Alain n’avait rien écrit depuis des lustres : sec ! Il était complètement sec, pas la moindre idée ne le traversait. Dès qu’il s’asseyait devant son ordinateur avec un projet d’écriture, il déprimait devant la page blanche.
- Laisse tomber, tu vas encore te mettre dans tous tes états.
Martine le savait, depuis qu’Alain avait édité un recueil de nouvelles à compte d’auteur, depuis qu’il avait ce demi-mètre cube de livres en stock dans le placard de la salle à manger, depuis qu’il n’en avait vendu que trois exemplaires, un à sa mère, un à un ami et le troisième, le seul, finalement, à un vrai lecteur, il déprimait. Il s’était pris pour un écrivain, il n’était qu’un looser.
- Non, je vais y arriver, tu vas m’aider. J’ai une idée, on va faire un brainstorming.
- Un quoi ?
- Un brainstorming, une tempête de cerveau, ça veut dire qu’on va chercher des idées ensemble : aucune règle, on dit ce qui nous passe par la tête, on note les idées, sans restrictions et, après, je pioche dedans et je me mets au boulot.
- On pourrait inviter Jules et Marie, plus on est de fous, plus on a d’idées.
- Bonne idée.

Jules, le mari de Marie, ou encore le jules de Marie, était la personne tout indiquée pour ce genre de situation : fin, intelligent, vif et plein d’humour, parfois salace, mais nul n’est parfait. Alain pouvait compter sur lui pour fourmiller d’idées.
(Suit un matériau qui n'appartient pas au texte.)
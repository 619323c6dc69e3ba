//! Catalog sources.
//!
//! The catalog is a JSON document of the form
//! `{ "products": [ { "id", "name", "description", "image", "price" } ] }`,
//! fetched over HTTP or read from a local file.

use std::future::Future;
use std::path::{Path, PathBuf};
use std::str::FromStr;

use serde::Deserialize;
use simple_shop_core::Product;
use url::Url;

use super::CatalogError;

/// Something the product list can be fetched from.
pub trait CatalogSource {
    /// Fetch the full product list.
    fn fetch(&self) -> impl Future<Output = Result<Vec<Product>, CatalogError>> + Send;
}

/// Top-level catalog document.
#[derive(Debug, Clone, Deserialize)]
pub struct CatalogDocument {
    pub products: Vec<Product>,
}

/// Parse a catalog document. Any missing field or wrong type fails the whole
/// document.
///
/// # Errors
///
/// Returns `CatalogError::Parse` if the body is not a valid catalog document.
pub fn parse_catalog(body: &[u8]) -> Result<Vec<Product>, CatalogError> {
    let document: CatalogDocument = serde_json::from_slice(body)?;
    Ok(document.products)
}

// =============================================================================
// HTTP
// =============================================================================

/// Fetches the catalog with a GET request.
#[derive(Debug, Clone)]
pub struct HttpCatalogSource {
    client: reqwest::Client,
    url: Url,
}

impl HttpCatalogSource {
    /// Create a source for `url`.
    ///
    /// # Errors
    ///
    /// Returns error if the HTTP client fails to build.
    pub fn new(url: Url) -> Result<Self, CatalogError> {
        let client = reqwest::Client::builder()
            .user_agent(concat!("simple-shop/", env!("CARGO_PKG_VERSION")))
            .build()?;
        Ok(Self { client, url })
    }

    #[must_use]
    pub const fn url(&self) -> &Url {
        &self.url
    }
}

impl CatalogSource for HttpCatalogSource {
    async fn fetch(&self) -> Result<Vec<Product>, CatalogError> {
        let response = self.client.get(self.url.clone()).send().await?;
        let status = response.status();

        if !status.is_success() {
            return Err(CatalogError::Status(status.as_u16()));
        }

        let body = response.bytes().await?;
        parse_catalog(&body)
    }
}

// =============================================================================
// File
// =============================================================================

/// Reads the catalog from a local JSON file.
#[derive(Debug, Clone)]
pub struct FileCatalogSource {
    path: PathBuf,
}

impl FileCatalogSource {
    #[must_use]
    pub fn new(path: impl Into<PathBuf>) -> Self {
        Self { path: path.into() }
    }

    #[must_use]
    pub fn path(&self) -> &Path {
        &self.path
    }
}

impl CatalogSource for FileCatalogSource {
    async fn fetch(&self) -> Result<Vec<Product>, CatalogError> {
        let body = tokio::fs::read(&self.path).await?;
        parse_catalog(&body)
    }
}

// =============================================================================
// Location
// =============================================================================

/// Where the catalog lives, as configured.
#[derive(Debug, Clone, PartialEq, Eq)]
pub enum CatalogLocation {
    /// An `http` or `https` URL.
    Http(Url),
    /// A local file, from a `file://` URL or a bare path.
    File(PathBuf),
}

impl CatalogLocation {
    /// Build the matching source.
    ///
    /// # Errors
    ///
    /// Returns error if the HTTP client fails to build.
    pub fn into_source(self) -> Result<AnyCatalogSource, CatalogError> {
        Ok(match self {
            Self::Http(url) => AnyCatalogSource::Http(HttpCatalogSource::new(url)?),
            Self::File(path) => AnyCatalogSource::File(FileCatalogSource::new(path)),
        })
    }
}

impl FromStr for CatalogLocation {
    type Err = CatalogError;

    fn from_str(s: &str) -> Result<Self, Self::Err> {
        match Url::parse(s) {
            Ok(url) => match url.scheme() {
                "http" | "https" => Ok(Self::Http(url)),
                "file" => url
                    .to_file_path()
                    .map(Self::File)
                    .map_err(|()| CatalogError::UnsupportedLocation(s.to_string())),
                // Windows drive letters parse as one-letter schemes
                scheme if scheme.len() == 1 => Ok(Self::File(PathBuf::from(s))),
                _ => Err(CatalogError::UnsupportedLocation(s.to_string())),
            },
            Err(url::ParseError::RelativeUrlWithoutBase) => Ok(Self::File(PathBuf::from(s))),
            Err(_) => Err(CatalogError::UnsupportedLocation(s.to_string())),
        }
    }
}

impl std::fmt::Display for CatalogLocation {
    fn fmt(&self, f: &mut std::fmt::Formatter<'_>) -> std::fmt::Result {
        match self {
            Self::Http(url) => write!(f, "{url}"),
            Self::File(path) => write!(f, "{}", path.display()),
        }
    }
}

/// A source chosen at runtime from a [`CatalogLocation`].
#[derive(Debug, Clone)]
pub enum AnyCatalogSource {
    Http(HttpCatalogSource),
    File(FileCatalogSource),
}

impl CatalogSource for AnyCatalogSource {
    async fn fetch(&self) -> Result<Vec<Product>, CatalogError> {
        match self {
            Self::Http(source) => source.fetch().await,
            Self::File(source) => source.fetch().await,
        }
    }
}

#[cfg(test)]
#[allow(clippy::unwrap_used)]
mod tests {
    use simple_shop_core::{Price, ProductId};

    use super::*;

    const CATALOG: &str = r#"{
        "products": [
            {"id": 1, "name": "Soap", "description": "Lathers", "image": "soap.png", "price": 4.5},
            {"id": 2, "name": "Candle", "description": "Glows", "image": "candle.png", "price": 12}
        ]
    }"#;

    #[test]
    fn test_parse_catalog() {
        let products = parse_catalog(CATALOG.as_bytes()).unwrap();

        assert_eq!(products.len(), 2);
        assert_eq!(products[0].id, ProductId::new(1));
        assert_eq!(products[1].price, Price::from_cents(1200));
    }

    #[test]
    fn test_parse_catalog_rejects_malformed_documents() {
        for body in [
            "",
            "not json",
            "[]",
            r#"{"items": []}"#,
            r#"{"products": [{"id": 1}]}"#,
        ] {
            assert!(
                matches!(parse_catalog(body.as_bytes()), Err(CatalogError::Parse(_))),
                "{body}"
            );
        }
    }

    #[test]
    fn test_location_from_http_url() {
        let location: CatalogLocation = "https://shop.example/products.json".parse().unwrap();
        assert!(matches!(location, CatalogLocation::Http(ref url) if url.path() == "/products.json"));
    }

    #[test]
    fn test_location_from_relative_path() {
        let location: CatalogLocation = "data/products.json".parse().unwrap();
        assert_eq!(location, CatalogLocation::File(PathBuf::from("data/products.json")));
    }

    #[cfg(unix)]
    #[test]
    fn test_location_from_file_url() {
        let location: CatalogLocation = "file:///srv/shop/products.json".parse().unwrap();
        assert_eq!(
            location,
            CatalogLocation::File(PathBuf::from("/srv/shop/products.json"))
        );
    }

    #[test]
    fn test_location_rejects_other_schemes() {
        assert!(matches!(
            "ftp://shop.example/products.json".parse::<CatalogLocation>(),
            Err(CatalogError::UnsupportedLocation(_))
        ));
    }

    #[tokio::test]
    async fn test_file_source_reads_catalog() {
        let dir = tempfile::tempdir().unwrap();
        let path = dir.path().join("products.json");
        std::fs::write(&path, CATALOG).unwrap();

        let products = FileCatalogSource::new(&path).fetch().await.unwrap();
        assert_eq!(products.len(), 2);
    }

    #[tokio::test]
    async fn test_file_source_missing_file() {
        let dir = tempfile::tempdir().unwrap();
        let source = FileCatalogSource::new(dir.path().join("missing.json"));

        assert!(matches!(source.fetch().await, Err(CatalogError::Io(_))));
    }

    #[tokio::test]
    async fn test_any_source_dispatches_to_file() {
        let dir = tempfile::tempdir().unwrap();
        let path = dir.path().join("products.json");
        std::fs::write(&path, CATALOG).unwrap();

        let source = CatalogLocation::File(path).into_source().unwrap();
        assert_eq!(source.fetch().await.unwrap().len(), 2);
    }
}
Quant à Marie, la Julie du Julot, honnêtement, ce n’était pas sa came : elle était plutôt du genre bimbo, gentille, mais pas vraiment portée sur la littérature.
Marie se saisit du cahier et du stylo.
- C’est moi qui écris, d’accord ?
- D’accord, mais tu écris tout, même si ça te parait idiot.
- Même s’il y a des gros mots ?
- Tout.
- Bon, on commence : le brainstorming est ouvert.
- La tempête de cerveau...Tempête en novembre t’en chie en décembre.
- Jules, ça va pas, j’écris pas ça...
- Écris tout, on verra après.
- Moi, je suis dans le brouillard.
- Débrouillard.
- Bouillie.
- Bouillon.
- Débrouille-toi.
- Purée de pois, coton, ouate...
- Pluie, peur, tonnerre, méfiance, mystère.
- Agresseur tapi dans un coin.
- Pas dans un coin, dans le brouillard, dans la brume...
- Odeur d’humidité.
- Froid et humide, stupeur et tremblement.
- Après la pluie, le beau temps.
- Nuages du matin sur un lac.
- Mer de nuages.
- Moutons.
- Troupeau de moutons.
- Ça n’a rien à voir !
- T’occupe pas, écris tout !
-...
Après un silence gêné, Alain reprend la parole :
- Alors, dit-il, plus personne n’a plus rien à dire, vous êtes tous embrumés ?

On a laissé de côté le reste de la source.